What is needed =
Among the lines below, some may hold the word "contains"; state how many do, giving only the number.

(Collected data)

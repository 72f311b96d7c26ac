//! Error Types for the Alpaca services
//!
//! The repository returns raw [`AlpacaError`]s. Services classify them into a
//! [`ServiceError`] before anything reaches a caller:
//! - `NotFound` for absent or soft-deleted records
//! - `PermissionDeny` for role and state guard failures
//! - `NotAuthorized` when there is no authenticated caller
//! - `OperationFailed` for backend failures, cancellation and timeouts
//! - `ValidationFailed` for rejected input
//! - `StateConflict` for review attempts on a terminal record

use alpaca_core::{AlpacaError, CacheError, ConfigError, StorageError, ValidationError};
use serde::{Deserialize, Serialize};
use std::fmt;

// ============================================================================
// ERROR CODE ENUM
// ============================================================================

/// Error kinds surfaced by the services.
#[derive(Debug, Clone, Copy, PartialEq, Eq, Hash, Serialize, Deserialize)]
#[serde(rename_all = "SCREAMING_SNAKE_CASE")]
pub enum ErrorCode {
    /// Record or user does not exist, or is not visible
    NotFound,

    /// Caller is authenticated but the role or record state forbids the action
    PermissionDeny,

    /// No authenticated caller
    NotAuthorized,

    /// Backend failure, cancellation or deadline expiry
    OperationFailed,

    /// Input rejected before touching the store
    ValidationFailed,

    /// Review attempted on a record that is no longer pending
    StateConflict,
}

impl ErrorCode {
    /// Get a default message for this error code.
    pub fn default_message(&self) -> &'static str {
        match self {
            ErrorCode::NotFound => "Resource not found",
            ErrorCode::PermissionDeny => "Permission denied",
            ErrorCode::NotAuthorized => "Authentication required",
            ErrorCode::OperationFailed => "Operation failed",
            ErrorCode::ValidationFailed => "Request validation failed",
            ErrorCode::StateConflict => "Operation conflicts with current state",
        }
    }
}

impl fmt::Display for ErrorCode {
    fn fmt(&self, f: &mut fmt::Formatter<'_>) -> fmt::Result {
        write!(f, "{:?}", self)
    }
}

// ============================================================================
// SERVICE ERROR STRUCT
// ============================================================================

/// Classified error returned by every service operation.
#[derive(Debug, Clone, PartialEq, Serialize, Deserialize)]
pub struct ServiceError {
    /// Error code categorizing the error
    pub code: ErrorCode,

    /// Human-readable error message
    pub message: String,

    /// Optional additional details
    #[serde(skip_serializing_if = "Option::is_none")]
    pub details: Option<serde_json::Value>,
}

impl ServiceError {
    pub fn new(code: ErrorCode, message: impl Into<String>) -> Self {
        Self {
            code,
            message: message.into(),
            details: None,
        }
    }

    /// Create an error with the code's default message.
    pub fn from_code(code: ErrorCode) -> Self {
        Self::new(code, code.default_message())
    }

    pub fn with_details(mut self, details: serde_json::Value) -> Self {
        self.details = Some(details);
        self
    }

    // ========================================================================
    // Convenience constructors
    // ========================================================================

    pub fn not_found(entity_type: &str, id: impl fmt::Display) -> Self {
        Self::new(
            ErrorCode::NotFound,
            format!("{} with id {} not found", entity_type, id),
        )
    }

    pub fn permission_deny(message: impl Into<String>) -> Self {
        Self::new(ErrorCode::PermissionDeny, message)
    }

    pub fn not_authorized() -> Self {
        Self::from_code(ErrorCode::NotAuthorized)
    }

    pub fn operation_failed(message: impl Into<String>) -> Self {
        Self::new(ErrorCode::OperationFailed, message)
    }

    pub fn validation_failed(message: impl Into<String>) -> Self {
        Self::new(ErrorCode::ValidationFailed, message)
    }

    pub fn missing_field(field: &str) -> Self {
        Self::new(
            ErrorCode::ValidationFailed,
            format!("Required field '{}' is missing", field),
        )
        .with_details(serde_json::json!({ "field": field }))
    }

    pub fn state_conflict(message: impl Into<String>) -> Self {
        Self::new(ErrorCode::StateConflict, message)
    }

    pub fn cancelled(operation: &str) -> Self {
        Self::new(
            ErrorCode::OperationFailed,
            format!("Operation '{}' was cancelled", operation),
        )
    }

    pub fn timeout(operation: &str) -> Self {
        Self::new(
            ErrorCode::OperationFailed,
            format!("Operation '{}' timed out", operation),
        )
    }
}

impl fmt::Display for ServiceError {
    fn fmt(&self, f: &mut fmt::Formatter<'_>) -> fmt::Result {
        write!(f, "{}: {}", self.code, self.message)
    }
}

impl std::error::Error for ServiceError {}

// ============================================================================
// CLASSIFICATION
// ============================================================================

impl From<AlpacaError> for ServiceError {
    fn from(err: AlpacaError) -> Self {
        match err {
            AlpacaError::Storage(StorageError::NotFound { entity_type, id }) => {
                ServiceError::not_found(&format!("{:?}", entity_type), id)
            }
            AlpacaError::Storage(StorageError::StateConflict {
                id,
                expected,
                actual,
            }) => ServiceError::state_conflict(format!(
                "Record {} is {}, expected {}",
                id, actual, expected
            )),
            AlpacaError::Validation(e) => ServiceError::from(e),
            AlpacaError::Config(ConfigError::InvalidValue { field, reason, .. }) => {
                ServiceError::validation_failed(format!("Invalid {}: {}", field, reason))
            }
            AlpacaError::Config(ConfigError::MissingRequired { field }) => {
                ServiceError::missing_field(&field)
            }
            AlpacaError::Storage(e) => {
                tracing::error!(error = %e, "Storage error");
                ServiceError::operation_failed("Storage operation failed")
            }
            AlpacaError::Cache(e) => {
                tracing::error!(error = %e, "Cache error");
                match e {
                    CacheError::KeyNotFound { key } => {
                        ServiceError::not_found("CacheEntry", key)
                    }
                    _ => ServiceError::operation_failed("Cache operation failed"),
                }
            }
        }
    }
}

impl From<ValidationError> for ServiceError {
    fn from(err: ValidationError) -> Self {
        match err {
            ValidationError::RequiredFieldMissing { field } => ServiceError::missing_field(&field),
            other => ServiceError::validation_failed(other.to_string()),
        }
    }
}

/// Convert from tokio_postgres::Error to ServiceError.
impl From<tokio_postgres::Error> for ServiceError {
    fn from(err: tokio_postgres::Error) -> Self {
        // Log the full error; return a generic one.
        tracing::error!("Database error: {:?}", err);
        ServiceError::operation_failed("Database operation failed")
    }
}

/// Convert from deadpool_postgres::PoolError to ServiceError.
impl From<deadpool_postgres::PoolError> for ServiceError {
    fn from(err: deadpool_postgres::PoolError) -> Self {
        tracing::error!("Connection pool error: {:?}", err);
        match err {
            deadpool_postgres::PoolError::Timeout(_) => {
                ServiceError::operation_failed("Database connection pool exhausted")
            }
            deadpool_postgres::PoolError::Closed => {
                ServiceError::operation_failed("Database connection pool is closed")
            }
            _ => ServiceError::operation_failed("Failed to acquire database connection"),
        }
    }
}

// ============================================================================
// RESULT TYPE ALIAS
// ============================================================================

/// Result type alias for service operations.
pub type ServiceResult<T> = Result<T, ServiceError>;

#[cfg(test)]
mod tests {
    use super::*;
    use alpaca_core::{EntityType, StatusCode};
    use uuid::Uuid;

    #[test]
    fn test_not_found_classification() {
        let err: ServiceError = AlpacaError::from(StorageError::NotFound {
            entity_type: EntityType::InstructionRecord,
            id: Uuid::nil(),
        })
        .into();
        assert_eq!(err.code, ErrorCode::NotFound);
        assert!(err.message.contains("InstructionRecord"));
    }

    #[test]
    fn test_state_conflict_classification() {
        let err: ServiceError = AlpacaError::from(StorageError::StateConflict {
            id: Uuid::nil(),
            expected: StatusCode::Pending,
            actual: StatusCode::Rejected,
        })
        .into();
        assert_eq!(err.code, ErrorCode::StateConflict);
        assert!(err.message.contains("REJECTED"));
    }

    #[test]
    fn test_backend_errors_become_operation_failed() {
        for raw in [
            StorageError::QueryFailed {
                reason: "syntax".to_string(),
            },
            StorageError::Unavailable {
                reason: "down".to_string(),
            },
            StorageError::LockPoisoned,
        ] {
            let err: ServiceError = AlpacaError::from(raw).into();
            assert_eq!(err.code, ErrorCode::OperationFailed);
            // Raw backend detail is not leaked.
            assert_eq!(err.message, "Storage operation failed");
        }
    }

    #[test]
    fn test_missing_field_carries_details() {
        let err: ServiceError = ValidationError::RequiredFieldMissing {
            field: "instruction".to_string(),
        }
        .into();
        assert_eq!(err.code, ErrorCode::ValidationFailed);
        assert_eq!(
            err.details,
            Some(serde_json::json!({ "field": "instruction" }))
        );
    }

    #[test]
    fn test_error_serialization() -> Result<(), serde_json::Error> {
        let err = ServiceError::permission_deny("record is not pending");
        let json = serde_json::to_string(&err)?;
        assert!(json.contains("PERMISSION_DENY"));

        let deserialized: ServiceError = serde_json::from_str(&json)?;
        assert_eq!(deserialized, err);
        Ok(())
    }

    #[test]
    fn test_error_display() {
        let err = ServiceError::timeout("approve");
        let display = format!("{}", err);
        assert!(display.contains("OperationFailed"));
        assert!(display.contains("approve"));
    }
}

Response to the exercise =
5